- **Exercise requirements**
Please reply with one number only: how many lines in the entries below contain the string "derive".

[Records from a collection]
//! Error Types
//!
//! This module defines the error types returned by the mesh render path.
//!
//! # Overview
//!
//! [`RenderError`] covers the conditions that abort a single mesh's draw for
//! the current frame:
//! - A required resource (material, geometry, index buffer) is not bound
//! - The mesh's draw mode does not name a topology the context can draw
//! - A mesh references a joint its skeleton does not have
//!
//! A failed render never leaves the caller guessing: the condition is returned
//! and the frame loop moves on to the next mesh.
//!
//! # Usage
//!
//! ```rust,ignore
//! use myth_mesh::errors::{RenderError, Result};
//!
//! fn draw_all(meshes: &mut [Mesh], ctx: &mut RecordingContext) -> Result<()> {
//!     for mesh in meshes {
//!         mesh.render(ctx, None)?;
//!     }
//!     Ok(())
//! }
//! ```

use std::fmt;

use thiserror::Error;

/// A resource a mesh needs in order to issue its draw calls.
#[derive(Debug, Clone, Copy, PartialEq, Eq)]
pub enum Resource {
    Material,
    Geometry,
    /// Index buffer of the chunk at the given position.
    IndexBuffer { chunk: usize },
}

impl fmt::Display for Resource {
    fn fmt(&self, f: &mut fmt::Formatter<'_>) -> fmt::Result {
        match self {
            Self::Material => f.write_str("material"),
            Self::Geometry => f.write_str("geometry"),
            Self::IndexBuffer { chunk } => write!(f, "index buffer of chunk {chunk}"),
        }
    }
}

/// The main error type for mesh rendering.
#[derive(Error, Debug, Clone, PartialEq, Eq)]
pub enum RenderError {
    // ========================================================================
    // Configuration Errors
    // ========================================================================
    /// A resource required for drawing is not bound.
    #[error("Missing resource: {0}")]
    MissingResource(Resource),

    /// The draw mode is not a topology the context can draw.
    #[error("Invalid draw topology: {0:?}")]
    InvalidTopology(String),

    // ========================================================================
    // Skinning Errors
    // ========================================================================
    /// A joint index points past the end of the skeleton.
    #[error("Joint index {joint} out of range (skeleton has {joint_count} joints)")]
    JointOutOfRange {
        /// The offending joint index
        joint: usize,
        /// Number of joints in the skeleton
        joint_count: usize,
    },
}

/// Alias for `Result<T, RenderError>`.
pub type Result<T> = std::result::Result<T, RenderError>;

- **Written reply**
2